Aim of the exercise
Given the entries that follow, write out exactly the lines starting at the one containing "ConfigKey::DefaultDays | ConfigKey::DefaultTrials" and ending at the one containing "let precision: u32", both ends included, and only those.

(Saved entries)
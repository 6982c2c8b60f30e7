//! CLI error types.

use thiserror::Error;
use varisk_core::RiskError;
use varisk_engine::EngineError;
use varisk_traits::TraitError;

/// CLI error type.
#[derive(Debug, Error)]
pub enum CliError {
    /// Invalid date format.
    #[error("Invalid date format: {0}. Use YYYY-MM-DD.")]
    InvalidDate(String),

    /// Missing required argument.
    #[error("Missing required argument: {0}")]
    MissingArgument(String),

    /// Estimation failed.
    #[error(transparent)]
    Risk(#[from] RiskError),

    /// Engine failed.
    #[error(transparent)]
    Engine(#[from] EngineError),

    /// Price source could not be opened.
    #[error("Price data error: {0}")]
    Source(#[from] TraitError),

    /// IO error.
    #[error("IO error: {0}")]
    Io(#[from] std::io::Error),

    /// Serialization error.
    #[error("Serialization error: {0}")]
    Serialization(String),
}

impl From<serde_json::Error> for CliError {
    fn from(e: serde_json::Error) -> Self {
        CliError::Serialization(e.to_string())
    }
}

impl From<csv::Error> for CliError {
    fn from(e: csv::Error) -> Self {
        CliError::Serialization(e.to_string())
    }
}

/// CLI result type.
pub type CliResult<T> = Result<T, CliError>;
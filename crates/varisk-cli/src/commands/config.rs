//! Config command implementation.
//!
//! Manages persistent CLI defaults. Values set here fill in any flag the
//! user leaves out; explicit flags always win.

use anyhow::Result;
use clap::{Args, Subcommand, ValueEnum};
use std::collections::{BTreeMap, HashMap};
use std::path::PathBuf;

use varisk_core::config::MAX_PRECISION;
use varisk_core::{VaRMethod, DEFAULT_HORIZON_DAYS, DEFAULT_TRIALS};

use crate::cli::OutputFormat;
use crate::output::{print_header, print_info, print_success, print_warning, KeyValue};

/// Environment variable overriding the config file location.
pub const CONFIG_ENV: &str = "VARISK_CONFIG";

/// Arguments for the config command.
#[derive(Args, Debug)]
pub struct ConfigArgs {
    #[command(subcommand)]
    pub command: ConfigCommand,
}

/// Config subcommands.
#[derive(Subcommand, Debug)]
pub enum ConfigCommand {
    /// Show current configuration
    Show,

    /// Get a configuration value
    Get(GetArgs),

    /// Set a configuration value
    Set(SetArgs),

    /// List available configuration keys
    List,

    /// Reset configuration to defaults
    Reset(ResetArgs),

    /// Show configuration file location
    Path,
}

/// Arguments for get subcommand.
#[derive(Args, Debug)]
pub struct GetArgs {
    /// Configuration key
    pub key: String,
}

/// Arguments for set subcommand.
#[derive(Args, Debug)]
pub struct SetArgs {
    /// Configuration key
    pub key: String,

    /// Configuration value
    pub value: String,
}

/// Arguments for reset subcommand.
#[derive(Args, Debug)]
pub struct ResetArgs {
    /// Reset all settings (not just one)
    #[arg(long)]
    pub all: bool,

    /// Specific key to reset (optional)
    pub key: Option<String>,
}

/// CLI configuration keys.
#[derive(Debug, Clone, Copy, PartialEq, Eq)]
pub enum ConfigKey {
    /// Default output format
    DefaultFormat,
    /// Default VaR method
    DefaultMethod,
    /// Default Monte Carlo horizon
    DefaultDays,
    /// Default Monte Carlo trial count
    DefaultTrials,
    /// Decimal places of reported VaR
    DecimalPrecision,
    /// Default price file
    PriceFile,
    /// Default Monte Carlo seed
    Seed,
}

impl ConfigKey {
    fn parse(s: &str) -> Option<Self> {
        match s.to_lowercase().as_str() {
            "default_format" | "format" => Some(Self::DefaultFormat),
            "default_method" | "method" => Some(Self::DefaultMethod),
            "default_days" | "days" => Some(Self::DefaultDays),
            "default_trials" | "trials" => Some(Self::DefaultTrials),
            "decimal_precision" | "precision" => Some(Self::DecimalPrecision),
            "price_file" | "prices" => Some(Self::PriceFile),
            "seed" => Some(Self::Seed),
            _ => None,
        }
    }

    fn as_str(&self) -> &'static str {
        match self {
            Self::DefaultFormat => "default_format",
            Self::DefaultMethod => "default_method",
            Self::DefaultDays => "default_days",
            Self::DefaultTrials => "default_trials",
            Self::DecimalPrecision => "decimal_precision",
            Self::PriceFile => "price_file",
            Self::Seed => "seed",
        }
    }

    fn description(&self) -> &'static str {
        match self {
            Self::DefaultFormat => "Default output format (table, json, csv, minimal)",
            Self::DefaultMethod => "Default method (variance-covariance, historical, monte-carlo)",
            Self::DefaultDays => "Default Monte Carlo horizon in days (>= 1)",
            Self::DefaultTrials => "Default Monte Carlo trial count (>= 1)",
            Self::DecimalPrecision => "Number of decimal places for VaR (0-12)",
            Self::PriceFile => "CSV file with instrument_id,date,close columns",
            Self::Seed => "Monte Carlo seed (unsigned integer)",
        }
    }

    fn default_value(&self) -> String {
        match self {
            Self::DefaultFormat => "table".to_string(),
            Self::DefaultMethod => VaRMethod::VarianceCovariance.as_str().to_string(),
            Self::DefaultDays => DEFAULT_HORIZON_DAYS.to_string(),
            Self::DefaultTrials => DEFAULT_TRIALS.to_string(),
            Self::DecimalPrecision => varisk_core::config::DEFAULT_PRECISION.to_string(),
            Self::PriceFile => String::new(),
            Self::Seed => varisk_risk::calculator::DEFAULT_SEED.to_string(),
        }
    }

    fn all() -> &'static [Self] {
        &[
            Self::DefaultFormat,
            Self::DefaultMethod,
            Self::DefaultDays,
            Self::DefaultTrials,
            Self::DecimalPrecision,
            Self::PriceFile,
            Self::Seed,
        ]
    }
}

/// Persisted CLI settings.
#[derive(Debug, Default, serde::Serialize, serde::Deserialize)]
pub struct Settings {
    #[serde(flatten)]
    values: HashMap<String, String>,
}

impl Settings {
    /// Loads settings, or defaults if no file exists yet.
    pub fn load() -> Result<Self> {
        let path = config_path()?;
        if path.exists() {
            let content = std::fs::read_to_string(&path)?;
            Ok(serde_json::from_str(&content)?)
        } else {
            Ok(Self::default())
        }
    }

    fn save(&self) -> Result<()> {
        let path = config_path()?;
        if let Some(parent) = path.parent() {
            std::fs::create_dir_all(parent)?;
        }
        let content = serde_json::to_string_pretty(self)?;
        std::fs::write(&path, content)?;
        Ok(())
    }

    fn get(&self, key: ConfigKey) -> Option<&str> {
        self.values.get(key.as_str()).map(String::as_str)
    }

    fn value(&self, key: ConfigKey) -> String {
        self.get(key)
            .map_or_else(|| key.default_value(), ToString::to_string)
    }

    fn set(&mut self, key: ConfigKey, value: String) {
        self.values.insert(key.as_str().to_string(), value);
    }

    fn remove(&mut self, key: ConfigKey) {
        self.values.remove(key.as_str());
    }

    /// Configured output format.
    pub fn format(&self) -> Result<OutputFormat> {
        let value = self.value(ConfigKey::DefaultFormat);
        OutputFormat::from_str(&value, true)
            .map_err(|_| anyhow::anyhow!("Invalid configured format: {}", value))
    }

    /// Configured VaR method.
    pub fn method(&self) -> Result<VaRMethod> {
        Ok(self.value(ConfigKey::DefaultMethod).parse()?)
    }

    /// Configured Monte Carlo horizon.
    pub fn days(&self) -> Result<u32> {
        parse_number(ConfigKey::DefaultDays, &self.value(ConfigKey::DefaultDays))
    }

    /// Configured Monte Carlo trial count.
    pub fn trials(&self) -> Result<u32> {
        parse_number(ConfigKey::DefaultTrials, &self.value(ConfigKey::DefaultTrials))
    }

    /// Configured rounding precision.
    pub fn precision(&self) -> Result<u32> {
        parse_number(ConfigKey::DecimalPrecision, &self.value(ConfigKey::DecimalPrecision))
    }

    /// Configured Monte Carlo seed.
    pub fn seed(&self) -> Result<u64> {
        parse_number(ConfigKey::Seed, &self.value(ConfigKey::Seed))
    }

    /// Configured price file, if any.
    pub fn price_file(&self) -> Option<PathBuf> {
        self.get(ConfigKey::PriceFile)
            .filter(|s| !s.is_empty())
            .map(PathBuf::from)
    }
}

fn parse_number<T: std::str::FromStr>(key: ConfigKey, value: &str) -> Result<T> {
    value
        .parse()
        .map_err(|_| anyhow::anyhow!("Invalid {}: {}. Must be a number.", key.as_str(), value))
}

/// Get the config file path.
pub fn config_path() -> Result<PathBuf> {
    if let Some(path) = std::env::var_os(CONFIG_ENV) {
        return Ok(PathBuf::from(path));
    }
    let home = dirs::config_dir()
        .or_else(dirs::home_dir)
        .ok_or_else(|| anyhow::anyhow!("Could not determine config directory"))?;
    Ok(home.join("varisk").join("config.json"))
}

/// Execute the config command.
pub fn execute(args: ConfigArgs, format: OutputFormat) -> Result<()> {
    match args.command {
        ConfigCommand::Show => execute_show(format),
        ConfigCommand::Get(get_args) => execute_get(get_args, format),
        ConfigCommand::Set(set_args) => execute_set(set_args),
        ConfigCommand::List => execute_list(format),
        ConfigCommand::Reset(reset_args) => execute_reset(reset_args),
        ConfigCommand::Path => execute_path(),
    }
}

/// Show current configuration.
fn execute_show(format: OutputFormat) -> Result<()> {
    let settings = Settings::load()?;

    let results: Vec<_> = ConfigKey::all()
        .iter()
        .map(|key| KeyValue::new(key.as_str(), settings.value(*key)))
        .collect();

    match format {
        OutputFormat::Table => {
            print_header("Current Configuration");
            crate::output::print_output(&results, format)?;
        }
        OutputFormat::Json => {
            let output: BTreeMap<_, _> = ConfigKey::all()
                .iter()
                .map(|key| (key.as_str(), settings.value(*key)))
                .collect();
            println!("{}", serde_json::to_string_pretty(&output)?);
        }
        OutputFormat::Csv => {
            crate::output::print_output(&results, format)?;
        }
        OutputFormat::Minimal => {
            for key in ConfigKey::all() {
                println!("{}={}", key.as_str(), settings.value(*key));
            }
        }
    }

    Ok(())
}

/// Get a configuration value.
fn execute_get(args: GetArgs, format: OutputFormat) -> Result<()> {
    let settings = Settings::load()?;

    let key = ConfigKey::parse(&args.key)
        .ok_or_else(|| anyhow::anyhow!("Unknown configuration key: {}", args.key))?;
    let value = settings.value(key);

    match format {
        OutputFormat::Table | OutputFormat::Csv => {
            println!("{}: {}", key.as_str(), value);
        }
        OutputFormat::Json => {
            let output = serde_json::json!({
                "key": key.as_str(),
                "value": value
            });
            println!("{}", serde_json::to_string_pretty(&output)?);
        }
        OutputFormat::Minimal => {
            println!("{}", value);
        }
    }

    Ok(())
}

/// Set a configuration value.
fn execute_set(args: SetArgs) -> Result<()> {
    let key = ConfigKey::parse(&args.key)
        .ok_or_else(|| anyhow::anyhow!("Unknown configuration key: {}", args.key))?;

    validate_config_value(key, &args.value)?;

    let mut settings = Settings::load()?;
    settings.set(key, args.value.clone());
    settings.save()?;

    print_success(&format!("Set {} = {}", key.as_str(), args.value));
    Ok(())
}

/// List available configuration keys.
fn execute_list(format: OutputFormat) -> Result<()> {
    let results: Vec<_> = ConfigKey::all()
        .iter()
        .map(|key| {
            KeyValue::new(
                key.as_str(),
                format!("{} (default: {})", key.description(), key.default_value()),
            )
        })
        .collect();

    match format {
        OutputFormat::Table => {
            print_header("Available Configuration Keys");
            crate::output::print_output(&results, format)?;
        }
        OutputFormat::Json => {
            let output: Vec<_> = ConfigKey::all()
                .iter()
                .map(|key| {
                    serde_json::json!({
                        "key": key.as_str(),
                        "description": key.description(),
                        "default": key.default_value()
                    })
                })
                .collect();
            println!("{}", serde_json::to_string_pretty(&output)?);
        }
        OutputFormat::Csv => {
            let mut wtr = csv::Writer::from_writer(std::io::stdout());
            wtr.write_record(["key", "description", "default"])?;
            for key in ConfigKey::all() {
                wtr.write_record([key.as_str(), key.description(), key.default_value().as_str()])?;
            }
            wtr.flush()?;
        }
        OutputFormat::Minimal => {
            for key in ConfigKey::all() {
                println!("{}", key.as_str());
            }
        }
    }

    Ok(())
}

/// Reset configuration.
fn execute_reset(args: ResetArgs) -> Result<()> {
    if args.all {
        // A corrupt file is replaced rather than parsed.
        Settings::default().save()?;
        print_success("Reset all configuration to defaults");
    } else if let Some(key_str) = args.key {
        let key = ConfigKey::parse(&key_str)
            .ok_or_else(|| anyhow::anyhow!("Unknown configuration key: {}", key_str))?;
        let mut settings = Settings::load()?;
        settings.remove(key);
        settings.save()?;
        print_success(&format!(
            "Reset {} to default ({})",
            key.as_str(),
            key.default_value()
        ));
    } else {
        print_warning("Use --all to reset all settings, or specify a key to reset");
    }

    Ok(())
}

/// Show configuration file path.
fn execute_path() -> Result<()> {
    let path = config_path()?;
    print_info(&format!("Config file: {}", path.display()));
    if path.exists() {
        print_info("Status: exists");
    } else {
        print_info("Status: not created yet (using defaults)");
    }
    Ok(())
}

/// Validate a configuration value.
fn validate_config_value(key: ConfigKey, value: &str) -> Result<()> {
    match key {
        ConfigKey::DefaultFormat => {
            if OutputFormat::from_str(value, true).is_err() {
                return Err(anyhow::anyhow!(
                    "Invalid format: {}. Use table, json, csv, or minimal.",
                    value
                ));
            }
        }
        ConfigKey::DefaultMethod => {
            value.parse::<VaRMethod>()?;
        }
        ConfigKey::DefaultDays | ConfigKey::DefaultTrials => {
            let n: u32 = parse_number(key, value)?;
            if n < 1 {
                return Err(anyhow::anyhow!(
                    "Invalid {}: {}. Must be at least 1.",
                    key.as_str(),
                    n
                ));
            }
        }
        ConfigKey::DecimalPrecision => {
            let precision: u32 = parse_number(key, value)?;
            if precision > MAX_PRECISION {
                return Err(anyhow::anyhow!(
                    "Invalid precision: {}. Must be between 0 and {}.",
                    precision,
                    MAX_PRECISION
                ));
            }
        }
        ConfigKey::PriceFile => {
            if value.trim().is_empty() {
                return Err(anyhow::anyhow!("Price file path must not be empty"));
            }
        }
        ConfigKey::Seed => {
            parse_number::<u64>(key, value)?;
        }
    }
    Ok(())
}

Output for this exercise
        ConfigKey::DefaultDays | ConfigKey::DefaultTrials => {
            let n: u32 = parse_number(key, value)?;
            if n < 1 {
                return Err(anyhow::anyhow!(
                    "Invalid {}: {}. Must be at least 1.",
                    key.as_str(),
                    n
                ));
            }
        }
        ConfigKey::DecimalPrecision => {
            let precision: u32 = parse_number(key, value)?;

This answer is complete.